## Work item
The records that appear below are to be restated word for word.

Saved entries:

====================

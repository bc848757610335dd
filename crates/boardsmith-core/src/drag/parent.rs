use super::{DragOperation, DragStart};
use crate::editor::Editor;
use crate::element::ElementId;
use crate::input::PointerInput;
use kurbo::Point;

/// Hands the gesture to the drag operation of the element's parent, so parts are moved
/// through their owner.
#[derive(Default)]
pub struct ParentDragOperation {
    delegate: Option<(ElementId, Box<dyn DragOperation>)>,
}

impl ParentDragOperation {
    pub fn new() -> Self {
        Self::default()
    }
}

impl DragOperation for ParentDragOperation {
    fn accept(&mut self, editor: &Editor, element: ElementId, point: Point, input: &PointerInput) -> bool {
        self.delegate = None;
        let Some(parent) = editor.scene.parent(element) else {
            return false;
        };
        let Some(make) = editor.scene.get(parent).and_then(|e| e.drag().cloned()) else {
            return false;
        };
        let mut op = make();
        if !op.accept(editor, parent, point, input) {
            return false;
        }
        self.delegate = Some((parent, op));
        true
    }

    fn do_drag_start(&mut self, editor: &mut Editor, _element: ElementId, start: &DragStart) {
        if let Some((parent, op)) = self.delegate.as_mut() {
            op.do_drag_start(editor, *parent, start);
        }
    }

    fn do_drag_move(&mut self, editor: &mut Editor, _element: ElementId, point: Point, input: &PointerInput) {
        if let Some((parent, op)) = self.delegate.as_mut() {
            op.do_drag_move(editor, *parent, point, input);
        }
    }

    fn do_drop(&mut self, editor: &mut Editor, _element: ElementId, point: Point, input: &PointerInput) {
        if let Some((parent, op)) = self.delegate.as_mut() {
            op.do_drop(editor, *parent, point, input);
        }
    }

    fn do_click(&mut self, editor: &mut Editor, _element: ElementId, point: Point, input: &PointerInput) {
        if let Some((parent, op)) = self.delegate.as_mut() {
            op.do_click(editor, *parent, point, input);
        }
    }

    fn do_abort(&mut self, editor: &mut Editor, _element: ElementId) {
        if let Some((parent, op)) = self.delegate.as_mut() {
            op.do_abort(editor, *parent);
        }
    }
}

#[cfg(test)]
mod tests {
    use super::*;
    use crate::drag::{DragMoveOperation, factory};
    use crate::element::{Element, Selectability};
    use kurbo::Rect;

    #[test]
    fn test_dragging_a_part_moves_its_owner() {
        let mut editor = Editor::default();
        let tile = editor
            .insert_on_board(
                Element::container("tile", Rect::new(0.0, 0.0, 40.0, 40.0))
                    .moveable(true)
                    .with_drag(factory(DragMoveOperation::new)),
            )
            .unwrap();
        let part = editor.scene.insert(
            Element::new("emblem", Rect::new(0.0, 0.0, 10.0, 10.0))
                .at(Point::new(5.0, 5.0))
                .selectable(Selectability::Owner)
                .with_drag(factory(ParentDragOperation::new)),
        );
        editor.scene.add(tile, part).unwrap();

        editor.pointer_down(PointerInput::new(Point::new(8.0, 8.0)));
        editor.pointer_move(PointerInput::new(Point::new(108.0, 58.0)));
        editor.pointer_up(PointerInput::new(Point::new(108.0, 58.0)));

        assert_eq!(editor.scene.get(tile).unwrap().position(), Point::new(100.0, 50.0));
        assert_eq!(editor.scene.get(part).unwrap().position(), Point::new(5.0, 5.0));
        assert_eq!(editor.scene.parent(part), Some(tile));
    }

    #[test]
    fn test_unattached_part_refuses() {
        let mut editor = Editor::default();
        let part = editor.scene.insert(Element::new("emblem", Rect::new(0.0, 0.0, 10.0, 10.0)));
        let mut op = ParentDragOperation::new();
        let input = PointerInput::new(Point::ZERO);
        assert!(!op.accept(&editor, part, Point::ZERO, &input));
    }
}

====================

## Your solution
repository bc848757610335dd
filename crates/boardsmith-core/src/drag/parent.rs
use super::{DragOperation, DragStart};
use crate::editor::Editor;
use crate::element::ElementId;
use crate::input::PointerInput;
use kurbo::Point;

/// Hands the gesture to the drag operation of the element's parent, so parts are moved
/// through their owner.
#[derive(Default)]
pub struct ParentDragOperation {
    delegate: Option<(ElementId, Box<dyn DragOperation>)>,
}

impl ParentDragOperation {
    pub fn new() -> Self {
        Self::default()
    }
}

impl DragOperation for ParentDragOperation {
    fn accept(&mut self, editor: &Editor, element: ElementId, point: Point, input: &PointerInput) -> bool {
        self.delegate = None;
        let Some(parent) = editor.scene.parent(element) else {
            return false;
        };
        let Some(make) = editor.scene.get(parent).and_then(|e| e.drag().cloned()) else {
            return false;
        };
        let mut op = make();
        if !op.accept(editor, parent, point, input) {
            return false;
        }
        self.delegate = Some((parent, op));
        true
    }

    fn do_drag_start(&mut self, editor: &mut Editor, _element: ElementId, start: &DragStart) {
        if let Some((parent, op)) = self.delegate.as_mut() {
            op.do_drag_start(editor, *parent, start);
        }
    }

    fn do_drag_move(&mut self, editor: &mut Editor, _element: ElementId, point: Point, input: &PointerInput) {
        if let Some((parent, op)) = self.delegate.as_mut() {
            op.do_drag_move(editor, *parent, point, input);
        }
    }

    fn do_drop(&mut self, editor: &mut Editor, _element: ElementId, point: Point, input: &PointerInput) {
        if let Some((parent, op)) = self.delegate.as_mut() {
            op.do_drop(editor, *parent, point, input);
        }
    }

    fn do_click(&mut self, editor: &mut Editor, _element: ElementId, point: Point, input: &PointerInput) {
        if let Some((parent, op)) = self.delegate.as_mut() {
            op.do_click(editor, *parent, point, input);
        }
    }

    fn do_abort(&mut self, editor: &mut Editor, _element: ElementId) {
        if let Some((parent, op)) = self.delegate.as_mut() {
            op.do_abort(editor, *parent);
        }
    }
}

#[cfg(test)]
mod tests {
    use super::*;
    use crate::drag::{DragMoveOperation, factory};
    use crate::element::{Element, Selectability};
    use kurbo::Rect;

    #[test]
    fn test_dragging_a_part_moves_its_owner() {
        let mut editor = Editor::default();
        let tile = editor
            .insert_on_board(
                Element::container("tile", Rect::new(0.0, 0.0, 40.0, 40.0))
                    .moveable(true)
                    .with_drag(factory(DragMoveOperation::new)),
            )
            .unwrap();
        let part = editor.scene.insert(
            Element::new("emblem", Rect::new(0.0, 0.0, 10.0, 10.0))
                .at(Point::new(5.0, 5.0))
                .selectable(Selectability::Owner)
                .with_drag(factory(ParentDragOperation::new)),
        );
        editor.scene.add(tile, part).unwrap();

        editor.pointer_down(PointerInput::new(Point::new(8.0, 8.0)));
        editor.pointer_move(PointerInput::new(Point::new(108.0, 58.0)));
        editor.pointer_up(PointerInput::new(Point::new(108.0, 58.0)));

        assert_eq!(editor.scene.get(tile).unwrap().position(), Point::new(100.0, 50.0));
        assert_eq!(editor.scene.get(part).unwrap().position(), Point::new(5.0, 5.0));
        assert_eq!(editor.scene.parent(part), Some(tile));
    }

    #[test]
    fn test_unattached_part_refuses() {
        let mut editor = Editor::default();
        let part = editor.scene.insert(Element::new("emblem", Rect::new(0.0, 0.0, 10.0, 10.0)));
        let mut op = ParentDragOperation::new();
        let input = PointerInput::new(Point::ZERO);
        assert!(!op.accept(&editor, part, Point::ZERO, &input));
    }
}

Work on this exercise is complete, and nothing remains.